*** Opening of Data section ***

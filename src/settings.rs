//! Configuration loader
//!
//! `defaults/treenum.default.toml` is embedded into every binary so that docs and runtime
//! behavior stay in sync. [`Sources`] names what goes on top of them (a local file, an explicit
//! file, a fill mode from the command line) and deserializes the result into [`TreeConfig`].

use config::{Config, ConfigError, File, FileFormat};
use serde::Deserialize;
use std::path::PathBuf;

use crate::tree::Tree;

const DEFAULT_TOML: &str = include_str!("../defaults/treenum.default.toml");

/// Top-level configuration consumed by treenum applications.
#[derive(Debug, Clone, Deserialize)]
pub struct TreeConfig {
    pub output: OutputConfig,
    pub layout: LayoutConfig,
}

/// What `treenum convert` prints by default.
#[derive(Debug, Clone, Deserialize)]
pub struct OutputConfig {
    pub formats: Vec<String>,
}

/// Drawing parameters for whatever renders a tree. None of them affects the tree's shape.
#[derive(Debug, Clone, PartialEq, Deserialize)]
pub struct LayoutConfig {
    pub stroke_width: f64,
    pub margin_width: f64,
    pub cell_size: f64,
    /// Extra vertical room per level, as a fraction of `cell_size`
    pub extra_height: f64,
    pub fill: FillMode,
}

/// Which nodes a renderer fills in
#[derive(Debug, Clone, Copy, PartialEq, Eq, Default, Deserialize)]
pub enum FillMode {
    /// Every interior node
    #[default]
    #[serde(rename = "all")]
    All,
    /// Only nodes with at least one empty child
    #[serde(rename = "frontier")]
    Frontier,
    /// No node
    #[serde(rename = "none")]
    Off,
}

impl FillMode {
    /// Whether `tree` (as a node of a larger drawing) is filled. Empty trees never are.
    pub fn fills(self, tree: &Tree) -> bool {
        let Some((left, right)) = tree.children() else {
            return false;
        };
        match self {
            FillMode::All => true,
            FillMode::Frontier => left.is_empty() || right.is_empty(),
            FillMode::Off => false,
        }
    }
}

/// Where configuration is read from, weakest first. The embedded defaults sit underneath all of
/// them, so every key has a value even when nothing else is given.
#[derive(Debug, Clone, Default)]
pub struct Sources {
    /// Layered when the file exists, skipped otherwise
    pub local: Option<PathBuf>,
    /// Must exist and parse
    pub explicit: Option<PathBuf>,
    /// Replaces `layout.fill` after all files are read
    pub fill: Option<String>,
}

impl Sources {
    pub fn load(&self) -> Result<TreeConfig, ConfigError> {
        let mut builder =
            Config::builder().add_source(File::from_str(DEFAULT_TOML, FileFormat::Toml));
        if let Some(path) = &self.local {
            builder = builder.add_source(
                File::from(path.as_path())
                    .format(FileFormat::Toml)
                    .required(false),
            );
        }
        if let Some(path) = &self.explicit {
            builder = builder.add_source(File::from(path.as_path()).format(FileFormat::Toml));
        }
        if let Some(fill) = &self.fill {
            builder = builder.set_override("layout.fill", fill.as_str())?;
        }
        builder.build()?.try_deserialize()
    }
}
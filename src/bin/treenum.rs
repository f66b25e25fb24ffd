//! Command-line interface for treenum
//! Converts a binary tree between its notations (prefix, bracket, decimal) and views it.
//!
//! Usage:
//!   treenum convert [`<input>`] [--format `<format>`]...  - Parse a tree and print it in other formats
//!   treenum list-formats                                - List all available formats
//!
//! Global options:
//!   --config `<path>`   Layer a TOML file over the built-in defaults (after ./treenum.toml)
//!   --fill `<mode>`     Fill mode used by treeviz output (all, frontier, none)
//!
//! Set RUST_LOG (e.g. `RUST_LOG=treenum=debug`) for diagnostics on stderr.

use clap::{Arg, ArgAction, ArgMatches, Command};
use std::io::Read;
use std::path::PathBuf;
use tracing::debug;
use tracing_subscriber::EnvFilter;
use treenum::formats::FormatRegistry;
use treenum::settings::{Sources, TreeConfig};

/// Optional per-directory configuration, layered before --config
const LOCAL_CONFIG: &str = "treenum.toml";

fn main() {
    tracing_subscriber::fmt()
        .with_writer(std::io::stderr)
        .with_env_filter(
            EnvFilter::try_from_default_env().unwrap_or_else(|_| EnvFilter::new("treenum=warn")),
        )
        .init();

    let matches = Command::new("treenum")
        .version(env!("CARGO_PKG_VERSION"))
        .about("Convert binary trees between notations and integer codes")
        .subcommand_required(true)
        .arg_required_else_help(true)
        .arg(
            Arg::new("config")
                .long("config")
                .short('c')
                .global(true)
                .help("Configuration file layered over the defaults"),
        )
        .arg(
            Arg::new("fill")
                .long("fill")
                .global(true)
                .help("Fill mode for treeviz output (all, frontier, none)"),
        )
        .subcommand(
            Command::new("convert")
                .about("Parse a tree and print it in the requested formats")
                .arg(
                    Arg::new("input")
                        .help("Tree in prefix, bracket or decimal notation (stdin when omitted)")
                        .allow_hyphen_values(true)
                        .index(1),
                )
                .arg(
                    Arg::new("format")
                        .long("format")
                        .short('f')
                        .action(ArgAction::Append)
                        .help("Output format (repeatable; see list-formats)"),
                ),
        )
        .subcommand(Command::new("list-formats").about("List available output formats"))
        .get_matches();

    match matches.subcommand() {
        Some(("convert", convert_matches)) => {
            handle_convert_command(convert_matches);
        }
        Some(("list-formats", list_matches)) => {
            handle_list_formats_command(list_matches);
        }
        _ => unreachable!(),
    }
}

fn load_config(matches: &ArgMatches) -> TreeConfig {
    let sources = Sources {
        local: Some(PathBuf::from(LOCAL_CONFIG)),
        explicit: matches.get_one::<String>("config").map(PathBuf::from),
        fill: matches.get_one::<String>("fill").cloned(),
    };
    debug!(?sources, "loading configuration");
    sources.load().unwrap_or_else(|e| {
        eprintln!("Error loading configuration: {}", e);
        std::process::exit(1);
    })
}

/// Handle the convert command
fn handle_convert_command(matches: &ArgMatches) {
    let config = load_config(matches);

    let input = match matches.get_one::<String>("input") {
        Some(input) => input.clone(),
        None => read_stdin(),
    };

    let tree = treenum::parse(&input).unwrap_or_else(|e| {
        eprintln!("Error: {}", e);
        std::process::exit(1);
    });
    debug!(height = tree.height(), nodes = tree.node_count(), "parsed tree");

    let formats: Vec<String> = match matches.get_many::<String>("format") {
        Some(requested) => requested.cloned().collect(),
        None => config.output.formats.clone(),
    };

    // Render everything before printing so a bad format name leaves stdout empty
    let registry = FormatRegistry::new(config.layout.fill);
    let rendered = formats
        .iter()
        .map(|format| registry.render(&tree, format))
        .collect::<Result<Vec<_>, _>>()
        .unwrap_or_else(|e| {
            eprintln!("Error: {}", e);
            std::process::exit(1);
        });

    if let [output] = rendered.as_slice() {
        println!("{}", output.trim_end_matches('\n'));
        return;
    }
    for (format, output) in formats.iter().zip(&rendered) {
        let output = output.trim_end_matches('\n');
        if output.contains('\n') {
            println!("{}:\n{}", format, output);
        } else {
            println!("{}: {}", format, output);
        }
    }
}

/// Handle the list-formats command
fn handle_list_formats_command(matches: &ArgMatches) {
    let config = load_config(matches);
    let registry = FormatRegistry::new(config.layout.fill);

    println!("Available formats:\n");
    for format in registry.iter() {
        if format.round_trips() {
            println!("  {} (parseable)", format.name());
        } else {
            println!("  {}", format.name());
        }
        println!("    {}", format.summary());
    }
}

fn read_stdin() -> String {
    let mut input = String::new();
    std::io::stdin()
        .read_to_string(&mut input)
        .unwrap_or_else(|e| {
            eprintln!("Error reading stdin: {}", e);
            std::process::exit(1);
        });
    input.trim_end_matches(['\n', '\r']).to_string()
}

*** Close of Data section ***

Exercise brief » Across all the records, find the lines containing the word "EnvFilter" and reproduce each one.

Written response »
use tracing_subscriber::EnvFilter;
            EnvFilter::try_from_default_env().unwrap_or_else(|_| EnvFilter::new("treenum=warn")),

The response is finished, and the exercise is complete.